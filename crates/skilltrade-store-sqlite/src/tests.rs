//! Integration tests for `SqliteBackend` against an in-memory database.

use chrono::{Duration, Utc};
use skilltrade_core::{
  AuthError, ProfileError,
  profile::{ExperienceLevel, NewProfile, Profile, ProfilePatch, WorkMode},
  service::{IdentityService, ProfileRepository},
};
use uuid::Uuid;

use crate::SqliteBackend;

async fn backend() -> SqliteBackend {
  SqliteBackend::open_in_memory()
    .await
    .expect("in-memory backend")
}

// ─── Accounts ────────────────────────────────────────────────────────────────

#[tokio::test]
async fn create_account_opens_a_session() {
  let b = backend().await;

  let identity = b.create_account("a@b.com", "secret1").await.unwrap();
  assert_eq!(identity.email, "a@b.com");
  assert!(!identity.is_confirmed());

  let restored = b.restore_session().await.unwrap();
  assert_eq!(restored, Some(identity));
}

#[tokio::test]
async fn duplicate_email_is_rejected_case_insensitively() {
  let b = backend().await;
  b.create_account("a@b.com", "secret1").await.unwrap();

  let err = b.create_account("  A@B.com ", "another1").await.unwrap_err();
  assert!(matches!(err, AuthError::AccountExists(email) if email == "a@b.com"));
}

#[tokio::test]
async fn short_password_is_weak() {
  let b = backend().await;
  let err = b.create_account("a@b.com", "abc").await.unwrap_err();
  assert!(matches!(err, AuthError::WeakPassword { min: 6 }));

  let lenient = backend().await.with_min_password_len(3);
  lenient.create_account("a@b.com", "abc").await.unwrap();
}

#[tokio::test]
async fn empty_credentials_are_missing() {
  let b = backend().await;
  let err = b.create_account(" ", "secret1").await.unwrap_err();
  assert!(matches!(err, AuthError::MissingCredentials));
}

#[tokio::test]
async fn authenticate_checks_the_password() {
  let b = backend().await;
  let created = b.create_account("a@b.com", "secret1").await.unwrap();
  b.end_session().await.unwrap();

  let err = b.authenticate("a@b.com", "wrong-one").await.unwrap_err();
  assert!(matches!(err, AuthError::InvalidCredentials));
  assert_eq!(b.restore_session().await.unwrap(), None);

  let err = b.authenticate("nobody@b.com", "secret1").await.unwrap_err();
  assert!(matches!(err, AuthError::InvalidCredentials));

  let signed_in = b.authenticate("A@b.com", "secret1").await.unwrap();
  assert_eq!(signed_in.id, created.id);
  assert_eq!(b.restore_session().await.unwrap().map(|i| i.id), Some(created.id));
}

#[tokio::test]
async fn end_session_is_idempotent() {
  let b = backend().await;
  b.create_account("a@b.com", "secret1").await.unwrap();

  b.end_session().await.unwrap();
  b.end_session().await.unwrap();
  assert_eq!(b.restore_session().await.unwrap(), None);
}

#[tokio::test]
async fn session_survives_reopening_the_file() {
  let dir = tempfile::tempdir().unwrap();
  let path = dir.path().join("skilltrade.db");

  let id = {
    let b = SqliteBackend::open(&path).await.unwrap();
    b.create_account("a@b.com", "secret1").await.unwrap().id
  };

  let reopened = SqliteBackend::open(&path).await.unwrap();
  let restored = reopened.restore_session().await.unwrap();
  assert_eq!(restored.map(|i| i.id), Some(id));
}

// ─── Profiles ────────────────────────────────────────────────────────────────

async fn account(b: &SqliteBackend, email: &str) -> Uuid {
  b.create_account(email, "secret1").await.unwrap().id
}

fn profile_for(user_id: Uuid) -> Profile {
  let mut fields = NewProfile::new("A", "a@b.com");
  fields.bio = Some("hi".into());
  fields.skills_i_have = vec!["Go".into(), "SQL".into()];
  fields.experience_level = Some(ExperienceLevel::Intermediate);
  Profile::create(user_id, fields, Utc::now())
}

#[tokio::test]
async fn fetch_without_profile_is_none() {
  let b = backend().await;
  let user = account(&b, "a@b.com").await;
  assert_eq!(b.fetch_profile(user).await.unwrap(), None);
}

#[tokio::test]
async fn save_then_fetch() {
  let b = backend().await;
  let user = account(&b, "a@b.com").await;
  let profile = profile_for(user);

  let saved = b.save_profile(profile.clone()).await.unwrap();
  assert_eq!(saved, profile);

  let fetched = b.fetch_profile(user).await.unwrap().unwrap();
  assert_eq!(fetched, profile);
  assert_eq!(fetched.skills_i_want, Vec::<String>::new());
}

#[tokio::test]
async fn save_assigns_an_id_when_missing() {
  let b = backend().await;
  let user = account(&b, "a@b.com").await;
  let mut profile = profile_for(user);
  profile.id = None;

  let saved = b.save_profile(profile).await.unwrap();
  assert!(saved.id.is_some());
  assert_eq!(b.fetch_profile(user).await.unwrap().unwrap().id, saved.id);
}

#[tokio::test]
async fn second_profile_for_the_same_user_is_rejected() {
  let b = backend().await;
  let user = account(&b, "a@b.com").await;
  b.save_profile(profile_for(user)).await.unwrap();

  let err = b.save_profile(profile_for(user)).await.unwrap_err();
  assert!(matches!(err, ProfileError::AlreadyExists(u) if u == user));
}

#[tokio::test]
async fn saving_for_an_unknown_account_fails() {
  let b = backend().await;
  let err = b.save_profile(profile_for(Uuid::new_v4())).await.unwrap_err();
  assert!(matches!(err, ProfileError::Backend(_)));
}

#[tokio::test]
async fn merge_changes_only_patched_fields() {
  let b = backend().await;
  let user = account(&b, "a@b.com").await;
  let before = b.save_profile(profile_for(user)).await.unwrap();
  let id = before.id.unwrap();
  let later = before.updated_at + Duration::seconds(5);

  let patch = ProfilePatch {
    bio: Some(Some("x".into())),
    preferred_work: Some(Some(WorkMode::Online)),
    ..ProfilePatch::default()
  };
  let merged = b.merge_profile(id, &patch, later).await.unwrap();

  let mut expected = before.clone();
  expected.bio = Some("x".into());
  expected.preferred_work = Some(WorkMode::Online);
  expected.updated_at = later;
  assert_eq!(merged, expected);
  assert_eq!(b.fetch_profile(user).await.unwrap(), Some(expected));
}

#[tokio::test]
async fn merge_can_clear_nullable_fields() {
  let b = backend().await;
  let user = account(&b, "a@b.com").await;
  let id = b.save_profile(profile_for(user)).await.unwrap().id.unwrap();

  let patch = ProfilePatch { bio: Some(None), ..ProfilePatch::default() };
  let merged = b.merge_profile(id, &patch, Utc::now()).await.unwrap();
  assert_eq!(merged.bio, None);
  assert_eq!(merged.name, "A");
}

#[tokio::test]
async fn merge_unknown_profile_is_not_found() {
  let b = backend().await;
  let id = Uuid::new_v4();
  let err = b
    .merge_profile(id, &ProfilePatch::default(), Utc::now())
    .await
    .unwrap_err();
  assert!(matches!(err, ProfileError::NotFound(missing) if missing == id));
}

Problem description:
Print the material in full. Keep it exactly as it is.

Reply to the task:
filename crates/skilltrade-store-sqlite/src/tests.rs
//! Integration tests for `SqliteBackend` against an in-memory database.

use chrono::{Duration, Utc};
use skilltrade_core::{
  AuthError, ProfileError,
  profile::{ExperienceLevel, NewProfile, Profile, ProfilePatch, WorkMode},
  service::{IdentityService, ProfileRepository},
};
use uuid::Uuid;

use crate::SqliteBackend;

async fn backend() -> SqliteBackend {
  SqliteBackend::open_in_memory()
    .await
    .expect("in-memory backend")
}

// ─── Accounts ────────────────────────────────────────────────────────────────

#[tokio::test]
async fn create_account_opens_a_session() {
  let b = backend().await;

  let identity = b.create_account("a@b.com", "secret1").await.unwrap();
  assert_eq!(identity.email, "a@b.com");
  assert!(!identity.is_confirmed());

  let restored = b.restore_session().await.unwrap();
  assert_eq!(restored, Some(identity));
}

#[tokio::test]
async fn duplicate_email_is_rejected_case_insensitively() {
  let b = backend().await;
  b.create_account("a@b.com", "secret1").await.unwrap();

  let err = b.create_account("  A@B.com ", "another1").await.unwrap_err();
  assert!(matches!(err, AuthError::AccountExists(email) if email == "a@b.com"));
}

#[tokio::test]
async fn short_password_is_weak() {
  let b = backend().await;
  let err = b.create_account("a@b.com", "abc").await.unwrap_err();
  assert!(matches!(err, AuthError::WeakPassword { min: 6 }));

  let lenient = backend().await.with_min_password_len(3);
  lenient.create_account("a@b.com", "abc").await.unwrap();
}

#[tokio::test]
async fn empty_credentials_are_missing() {
  let b = backend().await;
  let err = b.create_account(" ", "secret1").await.unwrap_err();
  assert!(matches!(err, AuthError::MissingCredentials));
}

#[tokio::test]
async fn authenticate_checks_the_password() {
  let b = backend().await;
  let created = b.create_account("a@b.com", "secret1").await.unwrap();
  b.end_session().await.unwrap();

  let err = b.authenticate("a@b.com", "wrong-one").await.unwrap_err();
  assert!(matches!(err, AuthError::InvalidCredentials));
  assert_eq!(b.restore_session().await.unwrap(), None);

  let err = b.authenticate("nobody@b.com", "secret1").await.unwrap_err();
  assert!(matches!(err, AuthError::InvalidCredentials));

  let signed_in = b.authenticate("A@b.com", "secret1").await.unwrap();
  assert_eq!(signed_in.id, created.id);
  assert_eq!(b.restore_session().await.unwrap().map(|i| i.id), Some(created.id));
}

#[tokio::test]
async fn end_session_is_idempotent() {
  let b = backend().await;
  b.create_account("a@b.com", "secret1").await.unwrap();

  b.end_session().await.unwrap();
  b.end_session().await.unwrap();
  assert_eq!(b.restore_session().await.unwrap(), None);
}

#[tokio::test]
async fn session_survives_reopening_the_file() {
  let dir = tempfile::tempdir().unwrap();
  let path = dir.path().join("skilltrade.db");

  let id = {
    let b = SqliteBackend::open(&path).await.unwrap();
    b.create_account("a@b.com", "secret1").await.unwrap().id
  };

  let reopened = SqliteBackend::open(&path).await.unwrap();
  let restored = reopened.restore_session().await.unwrap();
  assert_eq!(restored.map(|i| i.id), Some(id));
}

// ─── Profiles ────────────────────────────────────────────────────────────────

async fn account(b: &SqliteBackend, email: &str) -> Uuid {
  b.create_account(email, "secret1").await.unwrap().id
}

fn profile_for(user_id: Uuid) -> Profile {
  let mut fields = NewProfile::new("A", "a@b.com");
  fields.bio = Some("hi".into());
  fields.skills_i_have = vec!["Go".into(), "SQL".into()];
  fields.experience_level = Some(ExperienceLevel::Intermediate);
  Profile::create(user_id, fields, Utc::now())
}

#[tokio::test]
async fn fetch_without_profile_is_none() {
  let b = backend().await;
  let user = account(&b, "a@b.com").await;
  assert_eq!(b.fetch_profile(user).await.unwrap(), None);
}

#[tokio::test]
async fn save_then_fetch() {
  let b = backend().await;
  let user = account(&b, "a@b.com").await;
  let profile = profile_for(user);

  let saved = b.save_profile(profile.clone()).await.unwrap();
  assert_eq!(saved, profile);

  let fetched = b.fetch_profile(user).await.unwrap().unwrap();
  assert_eq!(fetched, profile);
  assert_eq!(fetched.skills_i_want, Vec::<String>::new());
}

#[tokio::test]
async fn save_assigns_an_id_when_missing() {
  let b = backend().await;
  let user = account(&b, "a@b.com").await;
  let mut profile = profile_for(user);
  profile.id = None;

  let saved = b.save_profile(profile).await.unwrap();
  assert!(saved.id.is_some());
  assert_eq!(b.fetch_profile(user).await.unwrap().unwrap().id, saved.id);
}

#[tokio::test]
async fn second_profile_for_the_same_user_is_rejected() {
  let b = backend().await;
  let user = account(&b, "a@b.com").await;
  b.save_profile(profile_for(user)).await.unwrap();

  let err = b.save_profile(profile_for(user)).await.unwrap_err();
  assert!(matches!(err, ProfileError::AlreadyExists(u) if u == user));
}

#[tokio::test]
async fn saving_for_an_unknown_account_fails() {
  let b = backend().await;
  let err = b.save_profile(profile_for(Uuid::new_v4())).await.unwrap_err();
  assert!(matches!(err, ProfileError::Backend(_)));
}

#[tokio::test]
async fn merge_changes_only_patched_fields() {
  let b = backend().await;
  let user = account(&b, "a@b.com").await;
  let before = b.save_profile(profile_for(user)).await.unwrap();
  let id = before.id.unwrap();
  let later = before.updated_at + Duration::seconds(5);

  let patch = ProfilePatch {
    bio: Some(Some("x".into())),
    preferred_work: Some(Some(WorkMode::Online)),
    ..ProfilePatch::default()
  };
  let merged = b.merge_profile(id, &patch, later).await.unwrap();

  let mut expected = before.clone();
  expected.bio = Some("x".into());
  expected.preferred_work = Some(WorkMode::Online);
  expected.updated_at = later;
  assert_eq!(merged, expected);
  assert_eq!(b.fetch_profile(user).await.unwrap(), Some(expected));
}

#[tokio::test]
async fn merge_can_clear_nullable_fields() {
  let b = backend().await;
  let user = account(&b, "a@b.com").await;
  let id = b.save_profile(profile_for(user)).await.unwrap().id.unwrap();

  let patch = ProfilePatch { bio: Some(None), ..ProfilePatch::default() };
  let merged = b.merge_profile(id, &patch, Utc::now()).await.unwrap();
  assert_eq!(merged.bio, None);
  assert_eq!(merged.name, "A");
}

#[tokio::test]
async fn merge_unknown_profile_is_not_found() {
  let b = backend().await;
  let id = Uuid::new_v4();
  let err = b
    .merge_profile(id, &ProfilePatch::default(), Utc::now())
    .await
    .unwrap_err();
  assert!(matches!(err, ProfileError::NotFound(missing) if missing == id));
}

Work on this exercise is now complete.